Every incarnation of Teenage Mutant Ninja Turtles can be seen as filling a different vacuum, even if sometimes that vacuum is "there's a shocking lack of Teenage Mutant Ninja Turtles." In that sense, its mutable characteristics make it ideal for this, like a liquid able to fit the shape of any container. For now, though, it'll settle for "not a superhero comic."

[Mutagen will begin properly on January 6th, to be updated every Monday, Wednesday and Friday.]

Friday, November 29, 2013

"I started a joke..."


It started as a joke between two friends.

Then it became a parody of the trends of early 1980s comic books, both mainstream and independent. The return of young superheroes after the originals had grown up. An increase in street-level crime to match the colorful supervillains of the Silver Age. The "dark and gritty" stories being introduced by new generations of comic creators, like Frank Miller.

Then it became a legit action title and a cornerstone of the independent comic book scene, its creators leading a movement of legitimizing creator rights and re-inventing the entire industry.

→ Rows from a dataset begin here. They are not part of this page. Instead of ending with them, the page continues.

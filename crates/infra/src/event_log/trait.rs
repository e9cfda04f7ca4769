use std::sync::Arc;

use async_trait::async_trait;
use chrono::{DateTime, Utc};
use serde::de::DeserializeOwned;
use serde::{Deserialize, Serialize};
use serde_json::Value as JsonValue;
use thiserror::Error;

use keel_core::{EntityId, EventId, ExpectedVersion, Kind};
use keel_events::{AggregateEventTag, Event, EventEnvelope, Offset};

/// An event ready to be appended to an entity stream (no sequence number yet).
///
/// Build it with [`UncommittedEvent::from_typed`], which serializes the
/// payload and assigns the event's tag from its tagger.
#[derive(Debug, Clone, PartialEq, Eq, Serialize, Deserialize)]
pub struct UncommittedEvent {
    pub event_id: EventId,
    pub entity_type: String,
    pub entity_id: EntityId,
    pub tag: AggregateEventTag,

    pub event_type: String,
    pub event_version: u32,
    pub occurred_at: DateTime<Utc>,

    pub payload: JsonValue,
}

impl UncommittedEvent {
    pub fn from_typed<E: Event>(
        entity_type: &str,
        entity_id: &EntityId,
        event: &E,
    ) -> Result<Self, EventLogError> {
        let payload = serde_json::to_value(event)
            .map_err(|e| EventLogError::Serialization(format!("{}: {e}", event.kind())))?;

        Ok(Self {
            event_id: EventId::new(),
            entity_type: entity_type.to_string(),
            entity_id: entity_id.clone(),
            tag: E::aggregate_tagger().tag_for(entity_id),
            event_type: event.kind().to_string(),
            event_version: event.version(),
            occurred_at: Utc::now(),
            payload,
        })
    }
}

/// A persisted event.
///
/// - `sequence_nr` is the 1-based position in the entity's own stream.
/// - `offset` is the position in `tag`, strictly increasing within that tag.
#[derive(Debug, Clone, PartialEq, Eq, Serialize, Deserialize)]
pub struct StoredEvent {
    pub event_id: EventId,
    pub entity_type: String,
    pub entity_id: EntityId,
    pub sequence_nr: u64,
    pub tag: AggregateEventTag,
    pub offset: Offset,

    pub event_type: String,
    pub event_version: u32,
    pub occurred_at: DateTime<Utc>,

    pub payload: JsonValue,
}

impl StoredEvent {
    /// Envelope with the raw JSON payload.
    pub fn to_envelope(&self) -> EventEnvelope<JsonValue> {
        EventEnvelope::new(
            self.event_id,
            self.entity_type.clone(),
            self.entity_id.clone(),
            self.sequence_nr,
            self.tag.clone(),
            self.offset,
            self.occurred_at,
            self.payload.clone(),
        )
    }

    /// Envelope with the payload decoded into the entity's event type.
    pub fn decode<E: DeserializeOwned>(&self) -> Result<EventEnvelope<E>, EventLogError> {
        let payload = self.decode_payload()?;
        Ok(EventEnvelope::new(
            self.event_id,
            self.entity_type.clone(),
            self.entity_id.clone(),
            self.sequence_nr,
            self.tag.clone(),
            self.offset,
            self.occurred_at,
            payload,
        ))
    }

    pub fn decode_payload<E: DeserializeOwned>(&self) -> Result<E, EventLogError> {
        serde_json::from_value(self.payload.clone()).map_err(|e| {
            EventLogError::Serialization(format!(
                "{} #{} of {}/{}: {e}",
                self.event_type, self.sequence_nr, self.entity_type, self.entity_id
            ))
        })
    }
}

/// Serialized entity state at a given stream position.
#[derive(Debug, Clone, PartialEq, Eq, Serialize, Deserialize)]
pub struct Snapshot {
    pub entity_type: String,
    pub entity_id: EntityId,
    /// Last sequence number folded into `state`.
    pub sequence_nr: u64,
    pub state: JsonValue,
    pub created_at: DateTime<Utc>,
}

impl Snapshot {
    pub fn of<S: Serialize>(
        entity_type: &str,
        entity_id: &EntityId,
        sequence_nr: u64,
        state: &S,
    ) -> Result<Self, EventLogError> {
        let state = serde_json::to_value(state)
            .map_err(|e| EventLogError::Serialization(format!("snapshot of {entity_type}/{entity_id}: {e}")))?;
        Ok(Self {
            entity_type: entity_type.to_string(),
            entity_id: entity_id.clone(),
            sequence_nr,
            state,
            created_at: Utc::now(),
        })
    }
}

/// Event log operation error.
///
/// Storage failures only; domain failures never reach the log.
#[derive(Debug, Error)]
pub enum EventLogError {
    #[error("optimistic concurrency check failed: {0}")]
    Concurrency(String),

    #[error("invalid append: {0}")]
    InvalidAppend(String),

    #[error("serialization failed: {0}")]
    Serialization(String),

    #[error("event log unavailable: {0}")]
    Unavailable(String),
}

/// Append-only event log.
///
/// Guarantees:
/// - `append` is all-or-nothing and checks `expected` against the stream's
///   current sequence number.
/// - `load` returns one stream in sequence order.
/// - `events_by_tag` returns events strictly after `after`, in offset order.
#[async_trait]
pub trait EventLog: Send + Sync {
    async fn append(
        &self,
        events: Vec<UncommittedEvent>,
        expected: ExpectedVersion,
    ) -> Result<Vec<StoredEvent>, EventLogError>;

    async fn load(
        &self,
        entity_type: &str,
        entity_id: &EntityId,
        after_sequence_nr: u64,
    ) -> Result<Vec<StoredEvent>, EventLogError>;

    async fn events_by_tag(
        &self,
        tag: &AggregateEventTag,
        after: Offset,
        limit: usize,
    ) -> Result<Vec<StoredEvent>, EventLogError>;

    async fn save_snapshot(&self, snapshot: Snapshot) -> Result<(), EventLogError>;

    async fn load_snapshot(
        &self,
        entity_type: &str,
        entity_id: &EntityId,
    ) -> Result<Option<Snapshot>, EventLogError>;
}

#[async_trait]
impl<S> EventLog for Arc<S>
where
    S: EventLog + ?Sized,
{
    async fn append(
        &self,
        events: Vec<UncommittedEvent>,
        expected: ExpectedVersion,
    ) -> Result<Vec<StoredEvent>, EventLogError> {
        (**self).append(events, expected).await
    }

    async fn load(
        &self,
        entity_type: &str,
        entity_id: &EntityId,
        after_sequence_nr: u64,
    ) -> Result<Vec<StoredEvent>, EventLogError> {
        (**self).load(entity_type, entity_id, after_sequence_nr).await
    }

    async fn events_by_tag(
        &self,
        tag: &AggregateEventTag,
        after: Offset,
        limit: usize,
    ) -> Result<Vec<StoredEvent>, EventLogError> {
        (**self).events_by_tag(tag, after, limit).await
    }

    async fn save_snapshot(&self, snapshot: Snapshot) -> Result<(), EventLogError> {
        (**self).save_snapshot(snapshot).await
    }

    async fn load_snapshot(
        &self,
        entity_type: &str,
        entity_id: &EntityId,
    ) -> Result<Option<Snapshot>, EventLogError> {
        (**self).load_snapshot(entity_type, entity_id).await
    }
}

/// Check that a batch targets a single stream; returns that stream's key.
pub(crate) fn single_stream(events: &[UncommittedEvent]) -> Result<(&str, &EntityId), EventLogError> {
    let Some(first) = events.first() else {
        return Err(EventLogError::InvalidAppend("empty batch".to_string()));
    };
    for (idx, e) in events.iter().enumerate() {
        if e.entity_type != first.entity_type || e.entity_id != first.entity_id {
            return Err(EventLogError::InvalidAppend(format!(
                "batch targets more than one stream (index {idx})"
            )));
        }
        if e.tag != first.tag {
            return Err(EventLogError::InvalidAppend(format!(
                "batch carries more than one tag (index {idx})"
            )));
        }
    }
    Ok((&first.entity_type, &first.entity_id))
}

Then it became an animated television show, offering a transitional point between the commercial-drive bloat of 1980s action cartoons and the more serious artist-driven productions of 1990s superhero cartoons.

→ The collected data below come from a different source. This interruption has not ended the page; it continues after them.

use chrono::{DateTime, Utc};
use serde::{Deserialize, Serialize};

use keel_core::{EntityId, EventId};

use crate::offset::Offset;
use crate::tag::AggregateEventTag;

/// A persisted event plus the metadata consumers need.
///
/// Notes:
/// - `sequence_nr` is the position in the entity's own stream (1-based).
/// - `offset` is the position in the event's `tag`; consumers checkpoint on it.
#[derive(Debug, Clone, PartialEq, Eq, Serialize, Deserialize)]
pub struct EventEnvelope<E> {
    event_id: EventId,
    entity_type: String,
    entity_id: EntityId,
    sequence_nr: u64,
    tag: AggregateEventTag,
    offset: Offset,
    timestamp: DateTime<Utc>,
    payload: E,
}

impl<E> EventEnvelope<E> {
    #[allow(clippy::too_many_arguments)]
    pub fn new(
        event_id: EventId,
        entity_type: impl Into<String>,
        entity_id: EntityId,
        sequence_nr: u64,
        tag: AggregateEventTag,
        offset: Offset,
        timestamp: DateTime<Utc>,
        payload: E,
    ) -> Self {
        Self {
            event_id,
            entity_type: entity_type.into(),
            entity_id,
            sequence_nr,
            tag,
            offset,
            timestamp,
            payload,
        }
    }

    pub fn event_id(&self) -> EventId {
        self.event_id
    }

    pub fn entity_type(&self) -> &str {
        &self.entity_type
    }

    pub fn entity_id(&self) -> &EntityId {
        &self.entity_id
    }

    pub fn sequence_nr(&self) -> u64 {
        self.sequence_nr
    }

    pub fn tag(&self) -> &AggregateEventTag {
        &self.tag
    }

    pub fn offset(&self) -> Offset {
        self.offset
    }

    pub fn timestamp(&self) -> DateTime<Utc> {
        self.timestamp
    }

    pub fn payload(&self) -> &E {
        &self.payload
    }

    pub fn into_payload(self) -> E {
        self.payload
    }

    /// Same metadata, different payload.
    pub fn map_payload<U>(self, f: impl FnOnce(E) -> U) -> EventEnvelope<U> {
        EventEnvelope {
            event_id: self.event_id,
            entity_type: self.entity_type,
            entity_id: self.entity_id,
            sequence_nr: self.sequence_nr,
            tag: self.tag,
            offset: self.offset,
            timestamp: self.timestamp,
            payload: f(self.payload),
        }
    }

    pub fn try_map_payload<U, Err>(
        self,
        f: impl FnOnce(E) -> Result<U, Err>,
    ) -> Result<EventEnvelope<U>, Err> {
        let payload = f(self.payload)?;
        Ok(EventEnvelope {
            event_id: self.event_id,
            entity_type: self.entity_type,
            entity_id: self.entity_id,
            sequence_nr: self.sequence_nr,
            tag: self.tag,
            offset: self.offset,
            timestamp: self.timestamp,
            payload,
        })
    }
}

Then it became a series of films that herald the last hurrah of practical special effects and animatronics.

Then it became a brand, a commercial product spread across dozens of different mediums, an image to be sold in thousands of different ways.

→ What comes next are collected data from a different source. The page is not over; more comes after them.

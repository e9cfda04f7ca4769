//! Topic producers: republish tagged event streams to a message broker.

pub mod producer;
#[cfg(feature = "redis")]
pub mod redis_streams;

pub use producer::{OutboundMessage, OutboundStream, SourceFn, TopicProducer};
#[cfg(feature = "redis")]
pub use redis_streams::RedisStreamsSink;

Then it became a husk with no core, no central idea to keep it interesting, to keep it maintained.

Then it entered into the 21st century reinvigorated, with a new television show and comic book line that harkened back to its roots while reinventing itself for a new age, reaching a final conclusion that was part tribute, part exorcism, part eulogy, part viking funeral.

Then it was reborn once again, and its future remains as uncertain as it was thirty years ago.

If there is one defining trait of Teenage Mutant Ninja Turtles, it's how mutable it is. It's a franchise that refuses to be held down to one image, one core idea or one definitive version. There are probably more than a dozen separate continuities. Teenage Mutant Ninja Turtles has been comic books, television shows (both animated and live action), movies (both live action and animated), video games, toys, a comic strip, a stage show, a Japanese anime, a role-playing game, an amusement park ride and a brand name that could be slapped on just about anything, and they all can make claims in being the legit Teenage Mutant Ninja Turtles.

Mutagen is the catalyst of change, and we'll be following it as it changes and warps and rewrites the DNA of this franchise. We'll be mapping it along all its streets and crossroads and dead ends, as well as its surrounding dimensions. By the end, we will have a map we can trace our fingers over and, perhaps, how to expand it ourselves.